Estatuto da Pessoa Idosa foi publicado nesta quarta-feira, dia 25 de fevereiro em Diário da República. Ideia é garantir o direito de os idosos permanecerem na sua própria casa, diminuindo o peso da institucionalização.

Depois de umas eleições legislativas pelo meio, o Estatuto da Pessoa Idosa foi, finalmente, publicado em Diário da República, com o intuito, previsto desde o início, de garantir condições para que as pessoas mais velhas possam permanecer nas suas casas o máximo de tempo possível, em condições dignas. Falta saber, em concreto, que medidas estarão no terreno para o garantir.

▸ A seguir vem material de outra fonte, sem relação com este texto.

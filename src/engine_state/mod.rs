//! # Engine State Module
//!
//! Ties the world, the camera and the collision core together.
//!
//! ## Key Components
//!
//! * `EngineState` - The main state container for the engine
//! * `camera_state` - Handles camera positioning and movement
//! * `collision` - Swept box collision, movement resolution and targeting
//! * `math` - Boxes, rays and grid iteration
//! * `voxels` - Handles voxel data, chunks, and world generation
//!
//! ## Architecture
//!
//! `EngineState` owns the world behind an `MtResource` and holds its read
//! guard for the whole of a collision query, so no chunk appears or
//! disappears halfway through a resolution. Chunk generation around the
//! player happens between queries under the write guard.

use camera_state::{CameraState, CameraUpdates};
use cgmath::Point3;
use collision::{find_adding_block, find_pointing_block, CollisionError, MovementController};
use voxels::{block::block_type::BlockType, world::World};

use crate::{config::PhysicsConfig, core::MtResource};

use self::collision::COLLISION_EPSILON;
use self::math::AABB3;

pub mod camera_state;
pub mod collision;
pub mod math;
pub mod voxels;

/// The main state container for the engine.
///
/// # Examples
///
/// ```
/// use voxel_collision::engine_state::{EngineState, PlayerAction};
/// use voxel_collision::PhysicsConfig;
/// use web_time::Duration;
///
/// let mut engine_state = EngineState::new(PhysicsConfig::default());
/// engine_state.set_player_actions(PlayerAction {
///     move_forward: true,
///     ..PlayerAction::default()
/// });
/// engine_state.process_input(Duration::from_millis(16));
/// ```
pub struct EngineState {
    /// Camera state managing position, orientation and movement
    pub camera_state: CameraState,
    /// Resolves camera movement against the world
    pub movement_controller: MovementController,
    /// Current player actions derived from input
    pub player_actions: PlayerAction,
    /// The voxel world containing all chunk data
    pub world: MtResource<World>,
    /// Settings the engine was built from
    pub config: PhysicsConfig,
    /// Current chunk position of the player
    current_player_chunk_position: Point3<i32>,
}

impl EngineState {
    /// Creates the engine and generates the chunks around the spawn point.
    pub fn new(config: PhysicsConfig) -> Self {
        let camera_state = CameraState::new(config.spawn(), config.speed, config.sensitivity);
        let current_player_chunk_position = camera_state.chunk_position();

        let mut world = World::new(config.world.generation);
        world.add_chunks_around(current_player_chunk_position, config.world.radius);
        log::info!(
            "generated {} chunks around {:?} ({:?})",
            world.chunks.len(),
            current_player_chunk_position,
            config.world.generation
        );

        Self {
            camera_state,
            movement_controller: MovementController::from_config(&config),
            player_actions: PlayerAction::default(),
            world: MtResource::new(world),
            config,
            current_player_chunk_position,
        }
    }

    /// Sets the actions to apply on the next `process_input`.
    pub fn set_player_actions(&mut self, actions: PlayerAction) {
        self.player_actions = actions;
    }

    /// Applies the current player actions: moves the camera through the
    /// world, loads chunks around a new player chunk, then places or breaks
    /// a block if asked to.
    ///
    /// Collision failures are logged and leave the camera in place.
    pub fn process_input(&mut self, wait_duration: web_time::Duration) -> Option<CameraUpdates> {
        self.camera_state.intake_actions(&self.player_actions);

        let updates = {
            let world = self.world.get();
            self.camera_state
                .update(wait_duration, &*world, &self.movement_controller)
        };
        let updates = match updates {
            Ok(updates) => updates,
            Err(error) => {
                log::error!("camera update failed: {}", error);
                None
            }
        };

        if let Some(CameraUpdates { new_chunk_position, .. }) = updates {
            if self.current_player_chunk_position != new_chunk_position {
                self.world
                    .get_mut()
                    .add_chunks_around(new_chunk_position, self.config.world.radius);
                self.current_player_chunk_position = new_chunk_position;
            }
        }

        if let Some(block_type) = self.player_actions.place_block {
            if let Err(error) = self.place_block(block_type) {
                log::error!("placing {:?} failed: {}", block_type, error);
            }
        }
        if self.player_actions.break_block {
            if let Err(error) = self.break_block() {
                log::error!("breaking block failed: {}", error);
            }
        }

        updates
    }

    /// The block the camera looks at, within reach.
    pub fn pointing_block(&self) -> Result<Option<Point3<i32>>, CollisionError> {
        let look = self.camera_state.camera.look_line(self.config.reach);
        find_pointing_block(&*self.world.get(), &look)
    }

    /// Places a block against the face the camera looks at.
    ///
    /// Nothing is placed when the target cell overlaps the player or its
    /// chunk is not loaded.
    ///
    /// # Returns
    /// The cell that was filled.
    pub fn place_block(&self, block_type: BlockType) -> Result<Option<Point3<i32>>, CollisionError> {
        let look = self.camera_state.camera.look_line(self.config.reach);
        let world = self.world.get();
        let Some(cell) = find_adding_block(&*world, &look)? else {
            return Ok(None);
        };

        let player = self.movement_controller.player_box_at(self.camera_state.camera.position);
        if block_type.is_opaque() && AABB3::unit_cube(cell).intersects(&player, COLLISION_EPSILON) {
            log::debug!("not placing {:?} at {:?}: player is in the way", block_type, cell);
            return Ok(None);
        }

        Ok(world.set_block_at(cell, block_type).map(|_| cell))
    }

    /// Replaces the block the camera looks at with air.
    ///
    /// # Returns
    /// The cell that was cleared.
    pub fn break_block(&self) -> Result<Option<Point3<i32>>, CollisionError> {
        let look = self.camera_state.camera.look_line(self.config.reach);
        let world = self.world.get();
        let Some(block) = find_pointing_block(&*world, &look)? else {
            return Ok(None);
        };
        Ok(world.set_block_at(block, BlockType::AIR).map(|_| block))
    }

    /// Chunk the player was last seen in.
    pub fn player_chunk_position(&self) -> Point3<i32> {
        self.current_player_chunk_position
    }
}

/// Represents player actions derived from input
///
/// Movement flags hold while set; `place_block` and `break_block` fire on
/// every `process_input` they are set for.
#[derive(Clone, Debug, Default, PartialEq)]
pub struct PlayerAction {
    /// Walk along the view direction
    pub move_forward: bool,
    /// Walk away from the view direction
    pub move_backward: bool,
    /// Strafe left
    pub move_left: bool,
    /// Strafe right
    pub move_right: bool,
    /// Move along world +Y
    pub move_up: bool,
    /// Move along world -Y
    pub move_down: bool,

    /// View rotation delta
    pub rotate_view: Option<(f64, f64)>,

    /// Block to place against the targeted face
    pub place_block: Option<BlockType>,
    /// Remove the targeted block
    pub break_block: bool,
}

#[cfg(test)]
mod tests {
    use super::*;
    use crate::engine_state::voxels::chunk::ChunkGenerationMethod;
    use crate::engine_state::voxels::block::Block;
    use web_time::Duration;

    fn flat_engine() -> EngineState {
        let mut config = PhysicsConfig::default();
        config.world.generation = ChunkGenerationMethod::Flat { surface_height: 0 };
        config.world.radius = 1;
        EngineState::new(config)
    }

    #[test]
    fn new_engine_generates_chunks_around_spawn() {
        let engine = flat_engine();
        assert_eq!(engine.world.get().chunks.len(), 27);
        assert_eq!(engine.player_chunk_position(), Point3::new(0, 0, 0));
    }

    #[test]
    fn walking_on_flat_ground_keeps_height() {
        let mut engine = flat_engine();
        engine.set_player_actions(PlayerAction {
            move_forward: true,
            move_down: true,
            ..PlayerAction::default()
        });
        let updates = engine.process_input(Duration::from_millis(250)).unwrap();

        assert_eq!(updates.collided, crate::engine_state::math::CollisionAxes::Y);
        assert_eq!(engine.camera_state.camera.position, Point3::new(9.5, 1.5, 8.5));
    }

    #[test]
    fn break_then_place_restores_the_block() {
        let mut engine = flat_engine();
        engine.camera_state.camera = camera_state::camera::Camera::new(
            Point3::new(8.5, 1.5, 8.5),
            cgmath::Deg(0.0),
            cgmath::Deg(-89.0),
        );

        let broken = engine.break_block().unwrap();
        assert_eq!(broken, Some(Point3::new(8, -1, 8)));
        assert_eq!(engine.world.get().block_at(Point3::new(8, -1, 8)), Some(Block::AIR));

        let pointing = engine.pointing_block().unwrap();
        assert_eq!(pointing, Some(Point3::new(8, -2, 8)));
        assert_eq!(engine.place_block(BlockType::WOOD).unwrap(), Some(Point3::new(8, -1, 8)));
    }

    #[test]
    fn placing_into_the_player_is_refused() {
        let mut engine = flat_engine();
        engine.camera_state.camera = camera_state::camera::Camera::new(
            Point3::new(8.5, 0.5, 8.5),
            cgmath::Deg(0.0),
            cgmath::Deg(-89.0),
        );
        engine.movement_controller.player_box =
            AABB3::new(Point3::new(-0.25, -0.5, -0.25), cgmath::Vector3::new(0.5, 1.0, 0.5));
        assert_eq!(engine.place_block(BlockType::DIRT).unwrap(), None);
        assert_eq!(engine.world.get().block_at(Point3::new(8, 0, 8)), Some(Block::AIR));
    }
}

O documento proposto pelo Governo foi aprovado na generalidade já em janeiro de 2025, mas, entretanto, a legislatura foi interrompida e houve novas eleições legislativas, em Maio desse ano. Com Luís Montenegro a vencer as novas eleições e sem alterações no Ministério do Trabalho, Solidariedade e Segurança Social, que continuou encabeçado por Rosário Palma Ramalho, as linhas gerais do que foi aprovado em relação aos direitos e proteção dos idosos manteve-se.

O estatuto agrega um conjunto de direitos da pessoa idosa que, até ao momento, estavam, na sua maioria, distribuídos por diferentes documentos. Estão em causa questões como a proteção social e o combate à violência, o direito à participação em atividades culturais e de lazer, o acesso à educação, o direito à habitação e à saúde.

Mas o ponto central é sempre o da autonomia e a permanência do idoso na sua própria casa, por tanto tempo quanto possível, diminuindo o peso da institucionalização. Por isso, o primeiro pressuposto referido como garantia dos direitos destes cidadãos é mesmo “a prioridade da permanência da pessoa idosa na sua própria residência”. E esta vertente é focada outras vezes ao longo do estatuto.

No artigo que diz respeito ao direito à dignidade, liberdade e autonomia, refere-se, por exemplo, que o idoso deve “ser livre de tomar decisões relativas à sua vida, incluindo sobre o local onde deseja residir, os cuidados que quer receber e o envolvimento em actividades sociais, políticas e culturais”.

É ainda consagrado, no direito à habitação, que a pessoa idosa “não pode ser discriminada no acesso ao arrendamento em razão da idade, sendo asseguradas medidas de protecção especiais para arrendatários idosos”.